I have the burning of CP too. Evoked burning dysesthesia from a cord injury. In addition to being roasted in acid every few days I get the great sensations of laser beams / lightning bolts / crushing of vertebrae / knife stabs / muscle tearing / electric shocks...not to mention the incredible cramping, etc.

Been dealing with it since Jan 1978. Living day to day. Have taken the meds for ever, not much relief.

Just received another denial for disability, this time due to lack of medical evidence of all things. Not giving up the fight.

Don't give up man. Some websites below:
http://www.painonline.com
http://www.centralpain.org
http://www.painmed.org
http://www.theacpa.org
http://www.paincare.org
http://www.painfoundation.org
http://www.aapainmanage.org
http://www.neuropathy.org
http://www.ampainsoc.org
http://www.yinyanghouse.com
http://www.painreliefnetwork.org

Peace & Health,
Kevin

I also get those as well as the paresthesia, numbness, spasms, etc. Thanks for the sites but I was familiar w/ most of them already. I got relief from the dysesthesia from several antibitoics, at least for the first 5 days or so. Docs told me I was crazy. I said I would have to be crazy to be begging you for antibiotics when you're offering me opiates if they didn't work. I finally found proof by two Yale professors that found antibiotics, especially minocycline relieved central pain in rats. I'm sorry you were denied disability because it's impossible to work under these conditions. I wish I could get back to the level 6-7 pain of my RSD. I don't know how severe your symptoms are but I can barely do more than sit or lay down & I'm usually not comfortable in either position. My heart goes out to you for surviving this disease for so long. I suffered w/ RSD in both legs since 2001 but when this hit, it was a whole new game. It humbled me very quickly. Take care & good luck w/ your fight. Gramps

I was just diagnosed with this too. Actually, about 3 months ago. But I suspect mine is also from spinal disorders (fusions). My Neurologist originally diagnosed me about 3 years ago with small fiber PN which she said almost didn't show up. Sooo...because of the ongoing burning, etc., etc., etc. and a hypersensitive CNS she said she was changing it to Central Pain Syndrome.
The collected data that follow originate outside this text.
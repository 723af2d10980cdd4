use glam::{Affine3A, Vec3};
use rustc_hash::FxHashMap;
use strider_core::{BonePath, CorrectionError, Result};

use crate::sampler::{SampledTransform, try_inverse};

/// World-space rest pose of the skeleton, captured before any animation is
/// sampled. "World" is the export root's space.
#[derive(Debug, Clone, Default)]
pub struct RestPose {
    world: FxHashMap<BonePath, Affine3A>,
}

impl RestPose {
    #[must_use]
    pub fn new() -> Self {
        Self::default()
    }

    pub fn insert(&mut self, path: impl Into<BonePath>, world: Affine3A) {
        self.world.insert(path.into(), world);
    }

    /// Records a translation-only rest transform.
    pub fn insert_position(&mut self, path: impl Into<BonePath>, position: Vec3) {
        self.insert(path, Affine3A::from_translation(position));
    }

    /// Builds world rest transforms from local rest TRS values.
    ///
    /// Parents are resolved by path; a bone whose ancestors are all missing
    /// hangs directly off the export root.
    #[must_use]
    pub fn from_local<P>(locals: impl IntoIterator<Item = (P, SampledTransform)>) -> Self
    where
        P: Into<BonePath>,
    {
        let mut locals: Vec<(BonePath, Affine3A)> = locals
            .into_iter()
            .map(|(path, trs)| (path.into(), trs.to_affine()))
            .collect();
        // Parents before children
        locals.sort_by(|(a, _), (b, _)| a.depth().cmp(&b.depth()).then_with(|| a.cmp(b)));

        let mut pose = Self::new();
        for (path, local) in locals {
            let parent_world = pose.nearest_ancestor_transform(&path);
            pose.world.insert(path, parent_world * local);
        }
        pose
    }

    #[must_use]
    pub fn len(&self) -> usize {
        self.world.len()
    }

    #[must_use]
    pub fn is_empty(&self) -> bool {
        self.world.is_empty()
    }

    #[must_use]
    pub fn transform(&self, path: &str) -> Option<&Affine3A> {
        self.world.get(path)
    }

    #[must_use]
    pub fn position(&self, path: &str) -> Option<Vec3> {
        self.world.get(path).map(|m| Vec3::from(m.translation))
    }

    /// Nearest ancestor of `path` present in the pose.
    #[must_use]
    pub fn nearest_ancestor(&self, path: &BonePath) -> Option<(&BonePath, &Affine3A)> {
        path.ancestors().find_map(|p| self.world.get_key_value(p))
    }

    /// World transform of the nearest ancestor present in the pose, or
    /// identity if there is none.
    #[must_use]
    pub fn nearest_ancestor_transform(&self, path: &BonePath) -> Affine3A {
        self.nearest_ancestor(path)
            .map_or(Affine3A::IDENTITY, |(_, world)| *world)
    }

    /// Transform of `path` relative to its nearest rest-posed ancestor, or
    /// `None` if the bone is not rest-posed.
    pub fn local_transform(&self, path: &BonePath) -> Result<Option<Affine3A>> {
        let Some(world) = self.world.get(path) else {
            return Ok(None);
        };
        let Some((parent, parent_world)) = self.nearest_ancestor(path) else {
            return Ok(Some(*world));
        };
        let to_parent = try_inverse(parent_world).ok_or_else(|| {
            CorrectionError::SingularTransform {
                path: parent.to_string(),
                time: 0.0,
            }
        })?;
        Ok(Some(to_parent * *world))
    }

    pub fn paths(&self) -> impl Iterator<Item = &BonePath> {
        self.world.keys()
    }
}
And Gramps I think you are right. I take Vicodin for other kinds of pain; I call it mechanical pain. But for the neuropathic pain I do wonder sometimes if some of this isn't hyperalgesia. And forget meds like Neurontin and Lyrica...I can't tolerate the SE's and Neurontin actually increased the burning. :eek: So, I take Klonopin which helps a great deal.

Dear Kathi:
It's more allydonia than hyperalgesia but you can throw them all in the mix. Your nerves are automatically firing signals to your brain & overloading it w/ info. The pathways aren't restricted to the peripheral nerves so we also have the muscle pains, cramps, spasms, etc. I think this is what you described as mechanical pain. Stress worsens some of the symptoms so that's why klonopin helps. I don't take neurontin or lyrica as neither helped w/ my RSD pain. It's a complex condition which there really isn't a treatment for since it's not fully understood yet. Take care & good luck.
Gramps

Tried the Neurontin way as well. All it did was make me gain weight 50 pounds to be exact. To control my PN in my left leg I go radical and every 6 months or so get Radio Frequency Ablations done. Basically the burn the nerve so that the signal doesn't get to the brain and I can actually feel my foot and my leg doesn't feel so heavy and painful.
Every other med I have tried has not worked.
Good luck to you.

Thanks Gramps,

When I was referring to the mechanical type of pain I meant more arthritis. The neuropathic pain is what is causing the spasms and such. :eek: You are right though...it is VERY complex. I am reading the book "Central Pain Syndrome" and it gets very involved. I think painonline.org describes it the best. Hardly any med touches this and that is what I have found. As a last resort my Neurologist actually tried Xanax first and then Klonopin. BOTH helped a great deal by quieting down the CNS.

Fibro,

I get spinal injections when it gets bad...and those help as well. I am due for an RF on the C2/C3 next month. And have had one in the lumbar which worked very well.

Finally I found someone who gets them too.....they are radical, but it seems the only thing that works!